Task statement: Report each line of the records below that uses the word "used".

** Opening Listed entries block **

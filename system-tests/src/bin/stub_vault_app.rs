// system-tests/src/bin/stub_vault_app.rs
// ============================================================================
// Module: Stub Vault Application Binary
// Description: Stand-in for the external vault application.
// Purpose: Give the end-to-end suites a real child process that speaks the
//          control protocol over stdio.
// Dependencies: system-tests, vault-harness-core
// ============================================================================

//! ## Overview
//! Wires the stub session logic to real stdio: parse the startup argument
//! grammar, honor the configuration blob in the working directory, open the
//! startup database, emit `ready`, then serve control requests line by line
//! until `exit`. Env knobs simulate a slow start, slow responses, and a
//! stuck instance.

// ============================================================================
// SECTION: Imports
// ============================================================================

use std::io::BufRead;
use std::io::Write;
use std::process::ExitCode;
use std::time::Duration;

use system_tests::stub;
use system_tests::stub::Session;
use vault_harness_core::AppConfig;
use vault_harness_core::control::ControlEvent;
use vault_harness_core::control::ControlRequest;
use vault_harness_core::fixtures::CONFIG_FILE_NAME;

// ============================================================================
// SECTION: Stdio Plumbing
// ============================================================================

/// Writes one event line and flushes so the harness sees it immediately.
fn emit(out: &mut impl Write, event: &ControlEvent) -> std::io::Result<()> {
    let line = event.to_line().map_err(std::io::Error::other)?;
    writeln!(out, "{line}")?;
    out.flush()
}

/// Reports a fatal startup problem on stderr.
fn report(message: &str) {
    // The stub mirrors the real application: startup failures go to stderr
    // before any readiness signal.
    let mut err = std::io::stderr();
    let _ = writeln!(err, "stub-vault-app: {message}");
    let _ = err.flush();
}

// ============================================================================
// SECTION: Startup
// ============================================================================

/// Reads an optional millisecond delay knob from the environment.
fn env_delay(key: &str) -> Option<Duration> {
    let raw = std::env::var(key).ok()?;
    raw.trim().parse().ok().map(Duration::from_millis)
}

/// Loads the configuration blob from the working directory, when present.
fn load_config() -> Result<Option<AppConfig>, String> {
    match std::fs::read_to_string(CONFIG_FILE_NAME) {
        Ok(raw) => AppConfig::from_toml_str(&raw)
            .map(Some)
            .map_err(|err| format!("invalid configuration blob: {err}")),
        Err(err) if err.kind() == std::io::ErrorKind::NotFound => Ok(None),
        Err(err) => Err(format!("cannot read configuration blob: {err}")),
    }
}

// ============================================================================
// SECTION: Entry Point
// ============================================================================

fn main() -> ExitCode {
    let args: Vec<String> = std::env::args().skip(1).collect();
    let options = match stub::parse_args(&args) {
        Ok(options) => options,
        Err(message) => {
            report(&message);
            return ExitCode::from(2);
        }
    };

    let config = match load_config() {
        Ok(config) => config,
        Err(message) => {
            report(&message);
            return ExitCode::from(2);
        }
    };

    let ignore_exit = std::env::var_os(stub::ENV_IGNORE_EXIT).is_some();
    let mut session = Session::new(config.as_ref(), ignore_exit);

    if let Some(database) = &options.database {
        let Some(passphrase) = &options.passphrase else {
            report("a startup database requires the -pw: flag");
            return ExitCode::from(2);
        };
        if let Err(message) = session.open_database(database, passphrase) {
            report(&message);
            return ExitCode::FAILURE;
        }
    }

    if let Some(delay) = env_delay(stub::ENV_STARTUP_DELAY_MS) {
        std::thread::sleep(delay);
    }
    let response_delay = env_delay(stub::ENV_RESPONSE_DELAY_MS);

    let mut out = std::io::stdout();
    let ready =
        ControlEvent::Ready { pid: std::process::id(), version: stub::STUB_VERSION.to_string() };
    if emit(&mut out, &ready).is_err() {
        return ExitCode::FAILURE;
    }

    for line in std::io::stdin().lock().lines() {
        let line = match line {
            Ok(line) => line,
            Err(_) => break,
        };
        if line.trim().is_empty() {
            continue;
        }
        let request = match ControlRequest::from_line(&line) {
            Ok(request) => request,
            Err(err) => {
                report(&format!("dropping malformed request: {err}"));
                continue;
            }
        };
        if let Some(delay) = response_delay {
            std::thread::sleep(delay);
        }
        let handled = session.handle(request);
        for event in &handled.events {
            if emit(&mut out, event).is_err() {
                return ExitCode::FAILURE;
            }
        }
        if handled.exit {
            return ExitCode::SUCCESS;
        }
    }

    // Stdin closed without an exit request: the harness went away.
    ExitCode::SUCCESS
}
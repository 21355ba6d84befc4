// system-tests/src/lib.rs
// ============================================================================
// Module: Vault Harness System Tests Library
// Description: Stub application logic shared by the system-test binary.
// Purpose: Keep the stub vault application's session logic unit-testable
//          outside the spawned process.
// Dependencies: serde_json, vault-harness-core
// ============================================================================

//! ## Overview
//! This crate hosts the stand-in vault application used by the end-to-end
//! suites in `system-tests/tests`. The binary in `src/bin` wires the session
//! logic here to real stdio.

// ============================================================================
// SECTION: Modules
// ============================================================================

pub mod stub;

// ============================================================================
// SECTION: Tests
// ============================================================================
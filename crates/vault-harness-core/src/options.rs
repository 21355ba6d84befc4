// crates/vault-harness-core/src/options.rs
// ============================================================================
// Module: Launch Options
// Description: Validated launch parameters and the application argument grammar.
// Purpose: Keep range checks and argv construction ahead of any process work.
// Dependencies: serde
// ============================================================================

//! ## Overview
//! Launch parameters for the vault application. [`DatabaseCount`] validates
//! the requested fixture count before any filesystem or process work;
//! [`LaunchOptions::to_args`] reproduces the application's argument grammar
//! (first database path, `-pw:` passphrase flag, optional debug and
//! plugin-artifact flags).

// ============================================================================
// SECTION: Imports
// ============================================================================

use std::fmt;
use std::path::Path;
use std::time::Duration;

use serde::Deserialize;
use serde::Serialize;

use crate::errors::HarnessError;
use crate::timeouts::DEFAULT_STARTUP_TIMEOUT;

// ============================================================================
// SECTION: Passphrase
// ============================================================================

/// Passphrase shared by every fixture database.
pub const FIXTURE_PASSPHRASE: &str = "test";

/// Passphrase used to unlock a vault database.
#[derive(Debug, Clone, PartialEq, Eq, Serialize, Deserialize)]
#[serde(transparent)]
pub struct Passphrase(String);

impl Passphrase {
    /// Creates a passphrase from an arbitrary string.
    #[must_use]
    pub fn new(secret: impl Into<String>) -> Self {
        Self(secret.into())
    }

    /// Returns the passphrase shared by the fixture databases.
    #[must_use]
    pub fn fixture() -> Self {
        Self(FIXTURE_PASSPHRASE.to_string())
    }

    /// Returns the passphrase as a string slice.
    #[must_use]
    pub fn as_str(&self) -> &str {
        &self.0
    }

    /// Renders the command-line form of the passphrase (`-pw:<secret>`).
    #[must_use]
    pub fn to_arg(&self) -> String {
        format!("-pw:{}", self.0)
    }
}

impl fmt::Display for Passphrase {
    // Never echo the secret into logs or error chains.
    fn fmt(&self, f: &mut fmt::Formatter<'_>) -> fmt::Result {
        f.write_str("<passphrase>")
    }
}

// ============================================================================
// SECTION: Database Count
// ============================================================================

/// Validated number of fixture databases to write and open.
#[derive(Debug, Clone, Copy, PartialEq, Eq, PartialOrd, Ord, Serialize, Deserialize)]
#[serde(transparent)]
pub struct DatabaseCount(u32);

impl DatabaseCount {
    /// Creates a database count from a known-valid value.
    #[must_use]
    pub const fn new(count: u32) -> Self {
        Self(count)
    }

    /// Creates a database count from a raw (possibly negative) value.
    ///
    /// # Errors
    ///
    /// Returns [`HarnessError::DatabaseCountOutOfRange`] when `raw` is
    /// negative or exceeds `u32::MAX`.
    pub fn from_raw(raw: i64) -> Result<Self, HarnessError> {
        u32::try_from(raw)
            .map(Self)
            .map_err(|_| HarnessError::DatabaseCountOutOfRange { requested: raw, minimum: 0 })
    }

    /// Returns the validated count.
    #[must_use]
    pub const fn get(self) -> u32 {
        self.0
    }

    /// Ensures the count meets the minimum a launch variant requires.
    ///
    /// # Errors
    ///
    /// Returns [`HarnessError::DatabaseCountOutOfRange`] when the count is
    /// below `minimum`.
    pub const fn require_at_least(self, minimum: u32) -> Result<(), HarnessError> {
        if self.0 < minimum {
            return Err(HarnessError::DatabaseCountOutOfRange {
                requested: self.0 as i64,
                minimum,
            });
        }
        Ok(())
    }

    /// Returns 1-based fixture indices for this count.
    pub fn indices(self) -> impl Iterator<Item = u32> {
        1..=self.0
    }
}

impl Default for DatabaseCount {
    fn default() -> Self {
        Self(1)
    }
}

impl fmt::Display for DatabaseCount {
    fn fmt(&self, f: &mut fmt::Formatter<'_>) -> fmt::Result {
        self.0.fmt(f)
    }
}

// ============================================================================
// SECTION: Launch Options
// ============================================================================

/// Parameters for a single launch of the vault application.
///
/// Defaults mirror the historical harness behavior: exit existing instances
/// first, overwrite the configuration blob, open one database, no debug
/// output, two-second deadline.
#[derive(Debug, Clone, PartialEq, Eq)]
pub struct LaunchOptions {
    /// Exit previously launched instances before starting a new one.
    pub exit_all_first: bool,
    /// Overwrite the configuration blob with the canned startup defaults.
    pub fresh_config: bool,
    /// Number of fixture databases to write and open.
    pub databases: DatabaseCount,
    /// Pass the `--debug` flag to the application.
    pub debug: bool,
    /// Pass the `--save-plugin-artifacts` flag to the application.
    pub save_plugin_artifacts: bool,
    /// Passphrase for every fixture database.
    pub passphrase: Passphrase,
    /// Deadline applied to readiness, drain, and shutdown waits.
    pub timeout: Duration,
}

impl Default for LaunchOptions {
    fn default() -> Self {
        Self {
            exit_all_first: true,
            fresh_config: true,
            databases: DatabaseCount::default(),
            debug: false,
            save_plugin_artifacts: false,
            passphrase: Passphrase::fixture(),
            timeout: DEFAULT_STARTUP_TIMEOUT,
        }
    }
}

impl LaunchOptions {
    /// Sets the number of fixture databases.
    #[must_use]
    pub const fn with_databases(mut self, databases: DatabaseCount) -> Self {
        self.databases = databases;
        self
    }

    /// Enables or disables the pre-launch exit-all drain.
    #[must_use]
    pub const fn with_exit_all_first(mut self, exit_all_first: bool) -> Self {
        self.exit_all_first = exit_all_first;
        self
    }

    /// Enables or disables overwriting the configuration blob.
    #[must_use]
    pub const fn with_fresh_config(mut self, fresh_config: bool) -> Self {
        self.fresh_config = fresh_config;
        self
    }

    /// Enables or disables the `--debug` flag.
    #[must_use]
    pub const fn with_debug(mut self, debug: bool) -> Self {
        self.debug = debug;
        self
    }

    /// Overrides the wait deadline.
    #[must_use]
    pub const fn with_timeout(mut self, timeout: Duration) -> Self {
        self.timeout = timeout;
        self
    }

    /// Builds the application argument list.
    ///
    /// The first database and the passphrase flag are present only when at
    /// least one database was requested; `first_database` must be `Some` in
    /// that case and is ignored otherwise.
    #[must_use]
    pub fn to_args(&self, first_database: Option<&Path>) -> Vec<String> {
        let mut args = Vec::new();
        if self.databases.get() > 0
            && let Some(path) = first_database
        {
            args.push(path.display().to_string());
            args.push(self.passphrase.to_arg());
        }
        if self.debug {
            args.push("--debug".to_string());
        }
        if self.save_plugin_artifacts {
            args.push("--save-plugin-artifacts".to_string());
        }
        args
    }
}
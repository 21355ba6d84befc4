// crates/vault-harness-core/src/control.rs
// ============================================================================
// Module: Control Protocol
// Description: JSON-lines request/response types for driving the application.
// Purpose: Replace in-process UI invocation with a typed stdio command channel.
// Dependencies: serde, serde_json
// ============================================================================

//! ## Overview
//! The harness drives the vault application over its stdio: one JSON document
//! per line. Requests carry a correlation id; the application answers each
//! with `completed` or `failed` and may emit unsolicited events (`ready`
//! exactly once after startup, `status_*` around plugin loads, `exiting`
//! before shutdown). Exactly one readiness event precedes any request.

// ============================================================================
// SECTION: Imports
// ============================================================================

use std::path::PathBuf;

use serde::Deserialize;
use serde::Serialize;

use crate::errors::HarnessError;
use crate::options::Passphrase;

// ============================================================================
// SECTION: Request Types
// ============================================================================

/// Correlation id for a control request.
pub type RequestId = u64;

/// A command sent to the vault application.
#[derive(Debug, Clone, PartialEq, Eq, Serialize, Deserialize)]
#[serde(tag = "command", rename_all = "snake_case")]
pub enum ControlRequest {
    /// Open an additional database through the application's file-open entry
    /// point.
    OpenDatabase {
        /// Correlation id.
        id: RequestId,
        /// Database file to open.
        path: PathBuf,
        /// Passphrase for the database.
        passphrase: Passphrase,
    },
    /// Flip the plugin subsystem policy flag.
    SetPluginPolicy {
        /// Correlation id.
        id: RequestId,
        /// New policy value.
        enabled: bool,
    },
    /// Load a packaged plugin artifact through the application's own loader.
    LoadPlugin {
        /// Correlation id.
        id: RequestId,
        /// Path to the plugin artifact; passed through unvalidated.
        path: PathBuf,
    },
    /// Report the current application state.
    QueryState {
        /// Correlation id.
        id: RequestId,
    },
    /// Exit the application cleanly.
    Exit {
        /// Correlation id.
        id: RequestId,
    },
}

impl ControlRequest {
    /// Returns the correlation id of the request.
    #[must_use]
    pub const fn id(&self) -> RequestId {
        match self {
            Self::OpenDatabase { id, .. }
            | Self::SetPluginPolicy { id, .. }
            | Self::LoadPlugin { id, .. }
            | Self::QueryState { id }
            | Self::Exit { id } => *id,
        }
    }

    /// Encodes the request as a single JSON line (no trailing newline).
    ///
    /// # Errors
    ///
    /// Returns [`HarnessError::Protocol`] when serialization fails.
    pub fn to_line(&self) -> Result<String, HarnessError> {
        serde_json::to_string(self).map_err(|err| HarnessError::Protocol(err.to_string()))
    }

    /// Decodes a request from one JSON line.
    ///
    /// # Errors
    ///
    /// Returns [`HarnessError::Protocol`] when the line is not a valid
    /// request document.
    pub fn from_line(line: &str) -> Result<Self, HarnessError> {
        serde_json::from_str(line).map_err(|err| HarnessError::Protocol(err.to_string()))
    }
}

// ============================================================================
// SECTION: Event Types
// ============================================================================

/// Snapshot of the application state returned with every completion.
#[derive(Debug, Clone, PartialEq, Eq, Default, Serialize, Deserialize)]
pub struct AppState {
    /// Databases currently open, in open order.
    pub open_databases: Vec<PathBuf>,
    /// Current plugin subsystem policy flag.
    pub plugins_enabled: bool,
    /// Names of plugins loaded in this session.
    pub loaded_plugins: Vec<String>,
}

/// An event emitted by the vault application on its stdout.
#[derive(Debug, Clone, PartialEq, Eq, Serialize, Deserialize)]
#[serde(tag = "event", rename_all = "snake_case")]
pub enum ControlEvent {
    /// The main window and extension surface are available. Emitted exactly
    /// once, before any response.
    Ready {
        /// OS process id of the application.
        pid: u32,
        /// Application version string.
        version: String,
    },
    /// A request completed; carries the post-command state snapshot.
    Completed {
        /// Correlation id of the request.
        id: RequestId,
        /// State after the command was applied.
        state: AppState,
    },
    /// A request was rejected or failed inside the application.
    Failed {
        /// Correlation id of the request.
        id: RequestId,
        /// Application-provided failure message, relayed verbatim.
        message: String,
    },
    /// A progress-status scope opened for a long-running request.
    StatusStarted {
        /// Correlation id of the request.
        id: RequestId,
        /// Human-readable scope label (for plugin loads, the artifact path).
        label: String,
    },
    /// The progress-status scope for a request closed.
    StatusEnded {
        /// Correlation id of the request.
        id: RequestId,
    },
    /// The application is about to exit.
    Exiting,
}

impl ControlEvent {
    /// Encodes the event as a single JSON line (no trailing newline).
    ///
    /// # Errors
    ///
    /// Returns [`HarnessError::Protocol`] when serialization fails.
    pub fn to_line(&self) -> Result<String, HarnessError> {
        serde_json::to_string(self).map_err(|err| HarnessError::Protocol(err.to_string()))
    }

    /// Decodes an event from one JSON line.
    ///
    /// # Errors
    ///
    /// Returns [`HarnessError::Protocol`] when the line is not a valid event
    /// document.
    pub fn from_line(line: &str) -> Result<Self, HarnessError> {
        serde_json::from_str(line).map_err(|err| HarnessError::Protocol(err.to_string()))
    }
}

** Closing Listed entries block **

Answer for this exercise:
//! This crate hosts the stand-in vault application used by the end-to-end
/// Passphrase used to unlock a vault database.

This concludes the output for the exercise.